Referring now to FIG. 5, the input end 24 of the fiber optic bundle
18 outside the head 12 is connected in spaced, optical alignment to
the transfer lens 20. In the preferred embodiment, a 1:1 transfer
lens is used. The purpose of the transfer lens 20 is to enable
reduction or enlargement of the film image and to focus it upon the
input end 24 of the bundle 18. This allows one to adjust the size
of the facial image projected onto the face 14 by appropriate
adjustment of the transfer lens 20 with respect to the input end 24
of the bundle 18. Adjustments using the clamp 104 of the lens
adapter 96 can change the distance between the output end 26 of the
fiber optic bundle 18 and the lens 16 to accomplish the same thing,
as noted above. However, a remote adjustment at the transfer lens
20 away from the head 12 is more convenient and advantageous, as
the adjustment can be made without working inside the head 12 which
may be covered with a wig and clothing, for example.
The transfer lens 20 preferably has a high resolution capability,
with the focal length being relatively immaterial.
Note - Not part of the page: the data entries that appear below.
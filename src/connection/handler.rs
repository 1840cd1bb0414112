//! Connection Handler Module
//!
//! One [`Connection`] per accepted socket. The owning worker calls into it
//! whenever the poller reports readiness and re-arms the socket according
//! to the [`Next`] value it gets back.
//!
//! ## Connection Lifecycle
//!
//! ```text
//! 1. Drained from the worker's inbox, registered for READABLE
//!        │
//!        ▼
//! 2. ┌──────────────────────────────────────┐
//!    │  readable                            │
//!    │  ┌────────────────────────────────┐  │
//!    │  │ read(): readv until WouldBlock │  │
//!    │  └───────────────┬────────────────┘  │
//!    │                  ▼                   │
//!    │  ┌────────────────────────────────┐  │
//!    │  │ process(): parse, respond      │──┼──▶ NeedMoreData: Next::Read
//!    │  └───────────────┬────────────────┘  │
//!    │                  ▼ Next::Write       │
//!    │  writable                            │
//!    │  ┌────────────────────────────────┐  │
//!    │  │ write(): writev head + body    │──┼──▶ WouldBlock: Next::Write
//!    │  └───────────────┬────────────────┘  │
//!    │                  ▼                   │
//!    │   keep-alive? reset parser, loop     │
//!    └──────────────────┬───────────────────┘
//!                       ▼ no
//! 3. Next::Close: worker deregisters, cancels the timer, drops it
//! ```
//!
//! ## Buffer Management
//!
//! The read buffer keeps whatever the parser has not consumed yet, so a
//! request split across segments and several pipelined requests in one
//! segment are both handled without extra copies.

use crate::buffer::ByteBuffer;
use crate::connection::outgoing::Outgoing;
use crate::protocol::types::KEEP_ALIVE_MAX;
use crate::protocol::{escape_for_log, Progress, RequestParser, Response};
use crate::service::RequestHandler;
use std::io;
use std::net::{SocketAddr, TcpStream};
use std::os::fd::{AsRawFd, RawFd};
use std::sync::atomic::{AtomicU64, Ordering};
use std::sync::Arc;
use tracing::{debug, trace, warn};

/// Statistics for connection handling
#[derive(Debug, Default)]
pub struct ConnectionStats {
    /// Total number of connections handed to a worker
    pub connections_accepted: AtomicU64,
    /// Currently open connections
    pub active_connections: AtomicU64,
    /// Connections turned away at the ceiling
    pub connections_rejected: AtomicU64,
    /// Total requests answered
    pub requests_processed: AtomicU64,
    /// Total bytes read
    pub bytes_read: AtomicU64,
    /// Total bytes written
    pub bytes_written: AtomicU64,
}

impl ConnectionStats {
    pub fn new() -> Self {
        Self::default()
    }

    pub fn connection_opened(&self) {
        self.connections_accepted.fetch_add(1, Ordering::Relaxed);
        self.active_connections.fetch_add(1, Ordering::Relaxed);
    }

    pub fn connection_closed(&self) {
        self.active_connections.fetch_sub(1, Ordering::Relaxed);
    }

    pub fn connection_rejected(&self) {
        self.connections_rejected.fetch_add(1, Ordering::Relaxed);
    }

    pub fn request_processed(&self) {
        self.requests_processed.fetch_add(1, Ordering::Relaxed);
    }

    pub fn bytes_read(&self, count: usize) {
        self.bytes_read.fetch_add(count as u64, Ordering::Relaxed);
    }

    pub fn bytes_written(&self, count: usize) {
        self.bytes_written
            .fetch_add(count as u64, Ordering::Relaxed);
    }

    pub fn active(&self) -> u64 {
        self.active_connections.load(Ordering::Relaxed)
    }
}

/// What the worker should arm the socket for next.
#[derive(Debug, Clone, Copy, PartialEq, Eq)]
pub enum Next {
    Read,
    Write,
    Close,
}

/// A single client socket and its request/response state.
pub struct Connection {
    stream: TcpStream,
    peer: SocketAddr,
    read_buf: ByteBuffer,
    parser: RequestParser,
    outgoing: Outgoing,
    keep_alive: bool,
    /// Requests answered on this connection so far
    served: u32,
    stats: Arc<ConnectionStats>,
}

impl Connection {
    /// Wraps an accepted socket, switching it to non-blocking mode.
    pub fn new(stream: TcpStream, peer: SocketAddr, stats: Arc<ConnectionStats>) -> io::Result<Self> {
        stream.set_nonblocking(true)?;
        Ok(Self {
            stream,
            peer,
            read_buf: ByteBuffer::new(),
            parser: RequestParser::new(),
            outgoing: Outgoing::new(),
            keep_alive: false,
            served: 0,
            stats,
        })
    }

    pub fn fd(&self) -> RawFd {
        self.stream.as_raw_fd()
    }

    pub fn peer(&self) -> SocketAddr {
        self.peer
    }

    pub fn is_keep_alive(&self) -> bool {
        self.keep_alive
    }

    /// Bytes received but not yet consumed by the parser.
    pub fn buffered(&self) -> usize {
        self.read_buf.readable_bytes()
    }

    /// Bytes of the current response still to be written.
    pub fn pending_write(&self) -> usize {
        self.outgoing.remaining()
    }

    /// Drains the socket into the read buffer.
    pub fn read(&mut self) -> Result<usize, ConnectionError> {
        match self.read_buf.fill_from_socket(&self.stream) {
            Ok(n) => {
                self.stats.bytes_read(n);
                trace!(peer = %self.peer, bytes = n, buffered = self.read_buf.readable_bytes(), "Read data");
                Ok(n)
            }
            Err(e) if e.kind() == io::ErrorKind::UnexpectedEof => Err(ConnectionError::PeerClosed),
            Err(e) => Err(ConnectionError::Io(e)),
        }
    }

    /// Feeds buffered bytes to the parser and queues a response once a
    /// request is complete.
    pub fn process(&mut self, handler: &RequestHandler) -> Next {
        match self.parser.parse(&mut self.read_buf) {
            Ok(Progress::NeedMoreData) => {
                trace!(peer = %self.peer, buffered = self.read_buf.readable_bytes(), "Incomplete request, need more data");
                Next::Read
            }
            Ok(Progress::Complete) => {
                let Some(request) = self.parser.take_request() else {
                    self.keep_alive = false;
                    self.queue(handler.bad_request());
                    return Next::Write;
                };
                debug!(
                    peer = %self.peer,
                    method = %request.method,
                    path = %request.path,
                    version = %request.version,
                    "Request"
                );
                // The response that reaches the advertised maximum closes.
                self.served += 1;
                self.keep_alive = request.is_keep_alive() && self.served < KEEP_ALIVE_MAX;
                self.queue(handler.handle(&request, self.keep_alive));
                Next::Write
            }
            Err(e) => {
                let pending = self.read_buf.peek();
                let line_end = self.read_buf.find_crlf().unwrap_or(pending.len()).min(256);
                warn!(
                    peer = %self.peer,
                    error = %e,
                    line = %escape_for_log(&pending[..line_end]),
                    "Malformed request"
                );
                self.keep_alive = false;
                self.read_buf.clear();
                self.parser.reset();
                self.queue(handler.bad_request());
                Next::Write
            }
        }
    }

    /// Flushes the queued response.
    ///
    /// On completion a keep-alive connection resets its parser and goes
    /// straight on to any pipelined request already buffered.
    pub fn write(&mut self, handler: &RequestHandler) -> Result<Next, ConnectionError> {
        while !self.outgoing.is_empty() {
            match self.outgoing.write_to(&self.stream) {
                Ok(0) => return Err(io::Error::from(io::ErrorKind::WriteZero).into()),
                Ok(n) => {
                    self.stats.bytes_written(n);
                    trace!(peer = %self.peer, bytes = n, remaining = self.outgoing.remaining(), "Wrote data");
                }
                Err(e) if e.kind() == io::ErrorKind::WouldBlock => return Ok(Next::Write),
                Err(e) if e.kind() == io::ErrorKind::Interrupted => continue,
                Err(e) => return Err(e.into()),
            }
        }

        if !self.keep_alive {
            return Ok(Next::Close);
        }

        self.parser.reset();
        if self.read_buf.is_empty() {
            Ok(Next::Read)
        } else {
            Ok(self.process(handler))
        }
    }

    fn queue(&mut self, response: Response) {
        response.head.write_to(self.outgoing.head_mut());
        self.outgoing.set_body(response.body);
        self.stats.request_processed();
    }
}

impl std::fmt::Debug for Connection {
    fn fmt(&self, f: &mut std::fmt::Formatter<'_>) -> std::fmt::Result {
        f.debug_struct("Connection")
            .field("fd", &self.fd())
            .field("peer", &self.peer)
            .field("buffered", &self.read_buf.readable_bytes())
            .field("pending_write", &self.outgoing.remaining())
            .field("keep_alive", &self.keep_alive)
            .field("served", &self.served)
            .finish()
    }
}

/// Reasons a connection is torn down.
#[derive(Debug, thiserror::Error)]
pub enum ConnectionError {
    /// I/O error other than would-block
    #[error("I/O error: {0}")]
    Io(#[from] io::Error),

    /// Peer closed the connection
    #[error("peer closed the connection")]
    PeerClosed,

    /// Poller reported hangup or error on the socket
    #[error("connection hung up")]
    HangUp,

    /// No activity within the idle timeout
    #[error("idle timeout")]
    IdleTimeout,
}

impl ConnectionError {
    /// Closed by the peer or by a reset, as opposed to a local failure.
    pub fn is_disconnect(&self) -> bool {
        match self {
            ConnectionError::PeerClosed | ConnectionError::HangUp => true,
            ConnectionError::Io(e) => matches!(
                e.kind(),
                io::ErrorKind::ConnectionReset | io::ErrorKind::BrokenPipe
            ),
            ConnectionError::IdleTimeout => false,
        }
    }
}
An adjustment
sleeve 108 is provided to slidably adjust the distance between the
transfer lens 20 and the input end 24 of the bundle 18, as shown in
FIG. 5. The sleeve 108 preferably is capable of X-Y
microadjustments to align and focus the image from the transfer
lens 20 onto the input end 24 of the bundle 18. The other end of
the transfer lens 20 is positioned in spaced, optical alignment
with the image source 22. The image source 22, for example, may
comprise a motion picture projection device 110 utilizing
conventional reel-to-reel or continuous loop film 112.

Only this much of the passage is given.